I'm ashamed to admit that I've always dismissed California fire season in the same way as California earthquakes--treating them as just part of the territory. A necessary evil. Unfortunately, I truly didn't understand the devastation fire can have--until it threatened the one place I consider home.
I'm even more ashamed that this provided the empathy I should have had all along.
I grew up in St. Helena, California, in the heart of the Napa Valley. We moved to Napa when I was 2, and to St. Helena when I was 4, and I lived in the same house until I went to grad school at age 25. I've always carried my town with me, not just as a place--but with the people from there who shaped me--ones I still turn to today.
When the Atlas Fire hit, I was on the phone with my father, and I didn't think much of it at first. I thought back to a previous conversation with a friend, when I heard about how people in Northern California made particular efforts to clear away brush in order to avoid the devastation seen from Southern California fires. The fire wouldn't spread too quickly, I thought.
How wrong I was. My home, usually sequestered from tragedy, from pain--my own Shire, as it were--was now facing the flames of Mount Doom.

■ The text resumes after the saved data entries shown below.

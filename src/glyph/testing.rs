//! Synthetic outline font for unit tests.
//!
//! 1000 units per em, ascender 800. Glyph shapes are plain rectangles so
//! expected pixels can be worked out by hand:
//!
//! | Char | Advance | Shape |
//! |------|---------|-------|
//! | `i` | 250 | solid 0..250 × 0..700 |
//! | `W` | 1000 | sliver 900..1000 × 0..700 |
//! | other ASCII graphic | 500 | 100..400 × 0..700 |
//! | `中` | 1000 | 100..600 and 400..900 (× 100..700), same winding |
//! | `回` | 1000 | 100..900 × 0..700 with counter-wound 300..700 × 200..500 |
//! | other CJK | 1000 | 100..900 × 0..700 |
//! | anything else | 500 | unmapped, empty outline |

use super::outline::{GlyphOutline, OutlineFont, PathCommand, Point};
use super::is_cjk;
use crate::error::Result;

pub(crate) struct BlockFont;

fn rect(x0: f32, y0: f32, x1: f32, y1: f32) -> Vec<PathCommand> {
    vec![
        PathCommand::MoveTo(Point::new(x0, y0)),
        PathCommand::LineTo(Point::new(x1, y0)),
        PathCommand::LineTo(Point::new(x1, y1)),
        PathCommand::LineTo(Point::new(x0, y1)),
        PathCommand::Close,
    ]
}

fn rect_reversed(x0: f32, y0: f32, x1: f32, y1: f32) -> Vec<PathCommand> {
    vec![
        PathCommand::MoveTo(Point::new(x0, y0)),
        PathCommand::LineTo(Point::new(x0, y1)),
        PathCommand::LineTo(Point::new(x1, y1)),
        PathCommand::LineTo(Point::new(x1, y0)),
        PathCommand::Close,
    ]
}

impl OutlineFont for BlockFont {
    fn units_per_em(&self) -> u16 {
        1000
    }

    fn ascender(&self) -> i16 {
        800
    }

    fn glyph(&self, ch: char) -> Result<GlyphOutline> {
        let (advance, commands, mapped) = match ch {
            'i' => (250, rect(0.0, 0.0, 250.0, 700.0), true),
            'W' => (1000, rect(900.0, 0.0, 1000.0, 700.0), true),
            '中' => {
                let mut c = rect(100.0, 100.0, 600.0, 700.0);
                c.extend(rect(400.0, 100.0, 900.0, 700.0));
                (1000, c, true)
            }
            '回' => {
                let mut c = rect(100.0, 0.0, 900.0, 700.0);
                c.extend(rect_reversed(300.0, 200.0, 700.0, 500.0));
                (1000, c, true)
            }
            c if c.is_ascii_graphic() => (500, rect(100.0, 0.0, 400.0, 700.0), true),
            c if is_cjk(c) => (1000, rect(100.0, 0.0, 900.0, 700.0), true),
            _ => (500, Vec::new(), false),
        };
        Ok(GlyphOutline {
            advance,
            commands,
            mapped,
        })
    }
}
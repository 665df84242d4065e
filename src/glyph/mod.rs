//! # Glyph Rasterizer
//!
//! Turns single Unicode characters into fixed-size 1-bit bitmaps using a
//! scalable outline font.
//!
//! ## Pipeline
//!
//! ```text
//! char ──► OutlineFont::glyph ──► flatten (12 steps/curve) ──► scale + place
//!                                                                   │
//!           GlyphCache ◄── OR downsample ◄── non-zero scanline (3x) ◄┘
//! ```
//!
//! ## Cell Geometry
//!
//! | Character | Width | Height |
//! |-----------|-------|--------|
//! | CJK (see [`is_cjk`]) | `cjk_width` | `char_height` |
//! | Anything else | `ascii_width` | `char_height` |
//! | Code ≤ 0x20 | `ascii_width`, always blank | `char_height` |
//!
//! There is no grayscale anywhere: a 24-pin head either fires a pin or not.

mod cache;
mod cjk;
mod font;
mod outline;
mod profile;
mod rasterizer;
mod scanline;

#[cfg(test)]
pub(crate) mod testing;

pub use cache::{CacheStats, DEFAULT_CAPACITY, GlyphCache, GlyphKey};
pub use cjk::is_cjk;
pub use font::TtfFont;
pub use outline::{CURVE_STEPS, GlyphOutline, OutlineFont, PathCommand, Point, Polygon, flatten};
pub use profile::{BAND_HEIGHT, FontSizeProfile};
pub use rasterizer::Rasterizer;
pub use scanline::{SUPERSAMPLE, fill_polygons};

/// A rendered glyph: row-major pixels, each 0 or 1.
#[derive(Debug, Clone, PartialEq, Eq)]
pub struct GlyphBitmap {
    pub width: usize,
    pub height: usize,
    pub data: Vec<u8>,
}

impl GlyphBitmap {
    /// An all-white bitmap.
    pub fn blank(width: usize, height: usize) -> Self {
        Self {
            width,
            height,
            data: vec![0; width * height],
        }
    }

    /// Pixel at column `x`, row `y`. Out-of-range reads are white.
    #[inline]
    pub fn get(&self, x: usize, y: usize) -> bool {
        x < self.width && y < self.height && self.data[y * self.width + x] != 0
    }

    pub fn is_blank(&self) -> bool {
        self.data.iter().all(|&v| v == 0)
    }
}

Perhaps it's all too fitting, then, that Ed Sheeran's "I See Fire" is on The Desolation of Smaug soundtrack. Smaug, like the Northern California fires, was indiscriminate in his anger, destroying the city of Lake-town without hesitation of what it would do, or who would be affected.
And now, we pick up the pieces. Granted, Santa Rosa and Sonoma have more to clean up than Napa County does, and I am thankful that St. Helena and its surrounding towns are safe.
There are others who are much worse off. People with houses of mere rubble. Loved ones lost.
We have to confront how we are going to move forward. What now? What possible recourse do we have?
We start by using the change to shape us further.
No longer do I have trouble finding the necessary recognition, the necessary empathy, when it comes to the characters I write, their relationships, and what happens to them. All I have to do is remember my sick, horrid queasiness when an un-contained fire moved toward my home community. When there was nothing I could do to stop it.
I also have a fire scene in one of my eight works-in-progress that will probably have to be completely rewritten because of this. But it will be better, in the end.
I am using my anger, my angst, to build something better.
In a word, we have community, and each other. We have art. And like this woman who lost her home, we can use it to build beauty from the ashes.
And we must.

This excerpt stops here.